| What is expected |
Repeat each record below exactly as it is written.

[Stored data entries]
>>>>
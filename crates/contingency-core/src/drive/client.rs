//! Google Drive REST client (API v3).
//!
//! Metadata, media download and upload calls pass `supportsAllDrives=true`
//! so files in shared drives are reachable. The export endpoint does not
//! take that parameter.

use super::api::{DriveApi, MediaStream};
use super::types::{NewFile, RemoteFile, TransferMode};
use super::DriveError;
use crate::auth::Credential;
use reqwest::blocking::{Client, Response};
use reqwest::StatusCode;
use std::fs;
use std::path::Path;
use std::time::Duration;

/// Google Drive API endpoints
const DRIVE_FILES_URL: &str = "https://www.googleapis.com/drive/v3/files";
const DRIVE_UPLOAD_URL: &str = "https://www.googleapis.com/upload/drive/v3/files";

const METADATA_FIELDS: &str = "id,name,mimeType,size,driveId";

/// Multipart boundary for create uploads
const BOUNDARY: &str = "----ContingencyBoundary";

/// Blocking Drive client bound to one access token
pub struct DriveClient {
    client: Client,
    access_token: String,
    files_url: String,
    upload_url: String,
}

impl DriveClient {
    pub fn new(credential: &Credential) -> Result<Self, DriveError> {
        Self::with_endpoints(credential, DRIVE_FILES_URL, DRIVE_UPLOAD_URL)
    }

    /// Point the client at other endpoints (proxies, emulators)
    pub fn with_endpoints(
        credential: &Credential,
        files_url: &str,
        upload_url: &str,
    ) -> Result<Self, DriveError> {
        // The blocking client defaults to a 30s timeout; transfers run until done
        let client = Client::builder().timeout(None::<Duration>).build()?;
        Ok(Self {
            client,
            access_token: credential.access_token.clone(),
            files_url: files_url.trim_end_matches('/').to_string(),
            upload_url: upload_url.trim_end_matches('/').to_string(),
        })
    }

    fn file_url(&self, file_id: &str) -> String {
        format!("{}/{}", self.files_url, file_id)
    }

    fn export_url(&self, file_id: &str) -> String {
        format!("{}/{}/export", self.files_url, file_id)
    }

    /// Map non-success statuses to DriveError
    fn check(response: Response, file_id: &str) -> Result<Response, DriveError> {
        let status = response.status();
        if status.is_success() {
            return Ok(response);
        }
        if status == StatusCode::NOT_FOUND {
            return Err(DriveError::NotFound {
                file_id: file_id.to_string(),
            });
        }
        let body = response.text().unwrap_or_default();
        Err(DriveError::Http {
            status: status.as_u16(),
            body,
        })
    }
}

/// Build a multipart/related body: JSON metadata part, then content part.
pub fn multipart_body(metadata_json: &str, content_type: &str, content: &[u8]) -> Vec<u8> {
    let head = format!(
        "--{boundary}\r\nContent-Type: application/json; charset=UTF-8\r\n\r\n{metadata}\r\n--{boundary}\r\nContent-Type: {content_type}\r\n\r\n",
        boundary = BOUNDARY,
        metadata = metadata_json,
        content_type = content_type,
    );
    let mut body = head.into_bytes();
    body.extend_from_slice(content);
    body.extend_from_slice(format!("\r\n--{}--", BOUNDARY).as_bytes());
    body
}

impl DriveApi for DriveClient {
    fn get_metadata(&self, file_id: &str) -> Result<RemoteFile, DriveError> {
        tracing::debug!("GET metadata {}", file_id);
        let response = self
            .client
            .get(self.file_url(file_id))
            .query(&[("fields", METADATA_FIELDS), ("supportsAllDrives", "true")])
            .bearer_auth(&self.access_token)
            .send()?;

        let file: RemoteFile = Self::check(response, file_id)?.json()?;
        Ok(file)
    }

    fn fetch(&self, file_id: &str, mode: &TransferMode) -> Result<MediaStream, DriveError> {
        let request = match mode {
            TransferMode::Media => {
                tracing::debug!("GET media {}", file_id);
                self.client
                    .get(self.file_url(file_id))
                    .query(&[("alt", "media"), ("supportsAllDrives", "true")])
            }
            TransferMode::Export { mime_type } => {
                tracing::debug!("GET export {} as {}", file_id, mime_type);
                self.client
                    .get(self.export_url(file_id))
                    .query(&[("mimeType", mime_type.as_str())])
            }
        };

        let response = Self::check(request.bearer_auth(&self.access_token).send()?, file_id)?;
        let total_size = response.content_length();
        Ok(MediaStream::new(response, total_size))
    }

    fn create_file(&self, metadata: &NewFile, content: &Path) -> Result<RemoteFile, DriveError> {
        let bytes = fs::read(content)?;
        let metadata_json = serde_json::to_string(metadata)?;
        let body = multipart_body(&metadata_json, &metadata.mime_type, &bytes);

        tracing::debug!(
            "POST multipart upload {} ({} bytes)",
            metadata.name,
            bytes.len()
        );
        let response = self
            .client
            .post(&self.upload_url)
            .query(&[
                ("uploadType", "multipart"),
                ("supportsAllDrives", "true"),
                ("fields", METADATA_FIELDS),
            ])
            .bearer_auth(&self.access_token)
            .header(
                "Content-Type",
                format!("multipart/related; boundary={}", BOUNDARY),
            )
            .body(body)
            .send()?;

        // A 404 here means the parent folder is unknown
        let parent = metadata.parents.first().map(String::as_str).unwrap_or("");
        let file: RemoteFile = Self::check(response, parent)?.json()?;
        Ok(file)
    }

    fn update_file(
        &self,
        file_id: &str,
        content: &Path,
        mime_type: &str,
    ) -> Result<String, DriveError> {
        let bytes = fs::read(content)?;

        tracing::debug!("PATCH media upload {} ({} bytes)", file_id, bytes.len());
        let response = self
            .client
            .patch(format!("{}/{}", self.upload_url, file_id))
            .query(&[
                ("uploadType", "media"),
                ("supportsAllDrives", "true"),
                ("fields", "id"),
            ])
            .bearer_auth(&self.access_token)
            .header("Content-Type", mime_type)
            .body(bytes)
            .send()?;

        #[derive(serde::Deserialize)]
        struct Updated {
            id: String,
        }

        let file: Updated = Self::check(response, file_id)?.json()?;
        Ok(file.id)
    }
}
<<<<
| Response to the exercise |
filename crates/contingency-core/src/drive/client.rs
//! Google Drive REST client (API v3).
//!
//! Metadata, media download and upload calls pass `supportsAllDrives=true`
//! so files in shared drives are reachable. The export endpoint does not
//! take that parameter.

use super::api::{DriveApi, MediaStream};
use super::types::{NewFile, RemoteFile, TransferMode};
use super::DriveError;
use crate::auth::Credential;
use reqwest::blocking::{Client, Response};
use reqwest::StatusCode;
use std::fs;
use std::path::Path;
use std::time::Duration;

/// Google Drive API endpoints
const DRIVE_FILES_URL: &str = "https://www.googleapis.com/drive/v3/files";
const DRIVE_UPLOAD_URL: &str = "https://www.googleapis.com/upload/drive/v3/files";

const METADATA_FIELDS: &str = "id,name,mimeType,size,driveId";

/// Multipart boundary for create uploads
const BOUNDARY: &str = "----ContingencyBoundary";

/// Blocking Drive client bound to one access token
pub struct DriveClient {
    client: Client,
    access_token: String,
    files_url: String,
    upload_url: String,
}

impl DriveClient {
    pub fn new(credential: &Credential) -> Result<Self, DriveError> {
        Self::with_endpoints(credential, DRIVE_FILES_URL, DRIVE_UPLOAD_URL)
    }

    /// Point the client at other endpoints (proxies, emulators)
    pub fn with_endpoints(
        credential: &Credential,
        files_url: &str,
        upload_url: &str,
    ) -> Result<Self, DriveError> {
        // The blocking client defaults to a 30s timeout; transfers run until done
        let client = Client::builder().timeout(None::<Duration>).build()?;
        Ok(Self {
            client,
            access_token: credential.access_token.clone(),
            files_url: files_url.trim_end_matches('/').to_string(),
            upload_url: upload_url.trim_end_matches('/').to_string(),
        })
    }

    fn file_url(&self, file_id: &str) -> String {
        format!("{}/{}", self.files_url, file_id)
    }

    fn export_url(&self, file_id: &str) -> String {
        format!("{}/{}/export", self.files_url, file_id)
    }

    /// Map non-success statuses to DriveError
    fn check(response: Response, file_id: &str) -> Result<Response, DriveError> {
        let status = response.status();
        if status.is_success() {
            return Ok(response);
        }
        if status == StatusCode::NOT_FOUND {
            return Err(DriveError::NotFound {
                file_id: file_id.to_string(),
            });
        }
        let body = response.text().unwrap_or_default();
        Err(DriveError::Http {
            status: status.as_u16(),
            body,
        })
    }
}

/// Build a multipart/related body: JSON metadata part, then content part.
pub fn multipart_body(metadata_json: &str, content_type: &str, content: &[u8]) -> Vec<u8> {
    let head = format!(
        "--{boundary}\r\nContent-Type: application/json; charset=UTF-8\r\n\r\n{metadata}\r\n--{boundary}\r\nContent-Type: {content_type}\r\n\r\n",
        boundary = BOUNDARY,
        metadata = metadata_json,
        content_type = content_type,
    );
    let mut body = head.into_bytes();
    body.extend_from_slice(content);
    body.extend_from_slice(format!("\r\n--{}--", BOUNDARY).as_bytes());
    body
}

impl DriveApi for DriveClient {
    fn get_metadata(&self, file_id: &str) -> Result<RemoteFile, DriveError> {
        tracing::debug!("GET metadata {}", file_id);
        let response = self
            .client
            .get(self.file_url(file_id))
            .query(&[("fields", METADATA_FIELDS), ("supportsAllDrives", "true")])
            .bearer_auth(&self.access_token)
            .send()?;

        let file: RemoteFile = Self::check(response, file_id)?.json()?;
        Ok(file)
    }

    fn fetch(&self, file_id: &str, mode: &TransferMode) -> Result<MediaStream, DriveError> {
        let request = match mode {
            TransferMode::Media => {
                tracing::debug!("GET media {}", file_id);
                self.client
                    .get(self.file_url(file_id))
                    .query(&[("alt", "media"), ("supportsAllDrives", "true")])
            }
            TransferMode::Export { mime_type } => {
                tracing::debug!("GET export {} as {}", file_id, mime_type);
                self.client
                    .get(self.export_url(file_id))
                    .query(&[("mimeType", mime_type.as_str())])
            }
        };

        let response = Self::check(request.bearer_auth(&self.access_token).send()?, file_id)?;
        let total_size = response.content_length();
        Ok(MediaStream::new(response, total_size))
    }

    fn create_file(&self, metadata: &NewFile, content: &Path) -> Result<RemoteFile, DriveError> {
        let bytes = fs::read(content)?;
        let metadata_json = serde_json::to_string(metadata)?;
        let body = multipart_body(&metadata_json, &metadata.mime_type, &bytes);

        tracing::debug!(
            "POST multipart upload {} ({} bytes)",
            metadata.name,
            bytes.len()
        );
        let response = self
            .client
            .post(&self.upload_url)
            .query(&[
                ("uploadType", "multipart"),
                ("supportsAllDrives", "true"),
                ("fields", METADATA_FIELDS),
            ])
            .bearer_auth(&self.access_token)
            .header(
                "Content-Type",
                format!("multipart/related; boundary={}", BOUNDARY),
            )
            .body(body)
            .send()?;

        // A 404 here means the parent folder is unknown
        let parent = metadata.parents.first().map(String::as_str).unwrap_or("");
        let file: RemoteFile = Self::check(response, parent)?.json()?;
        Ok(file)
    }

    fn update_file(
        &self,
        file_id: &str,
        content: &Path,
        mime_type: &str,
    ) -> Result<String, DriveError> {
        let bytes = fs::read(content)?;

        tracing::debug!("PATCH media upload {} ({} bytes)", file_id, bytes.len());
        let response = self
            .client
            .patch(format!("{}/{}", self.upload_url, file_id))
            .query(&[
                ("uploadType", "media"),
                ("supportsAllDrives", "true"),
                ("fields", "id"),
            ])
            .bearer_auth(&self.access_token)
            .header("Content-Type", mime_type)
            .body(bytes)
            .send()?;

        #[derive(serde::Deserialize)]
        struct Updated {
            id: String,
        }

        let file: Updated = Self::check(response, file_id)?.json()?;
        Ok(file.id)
    }
}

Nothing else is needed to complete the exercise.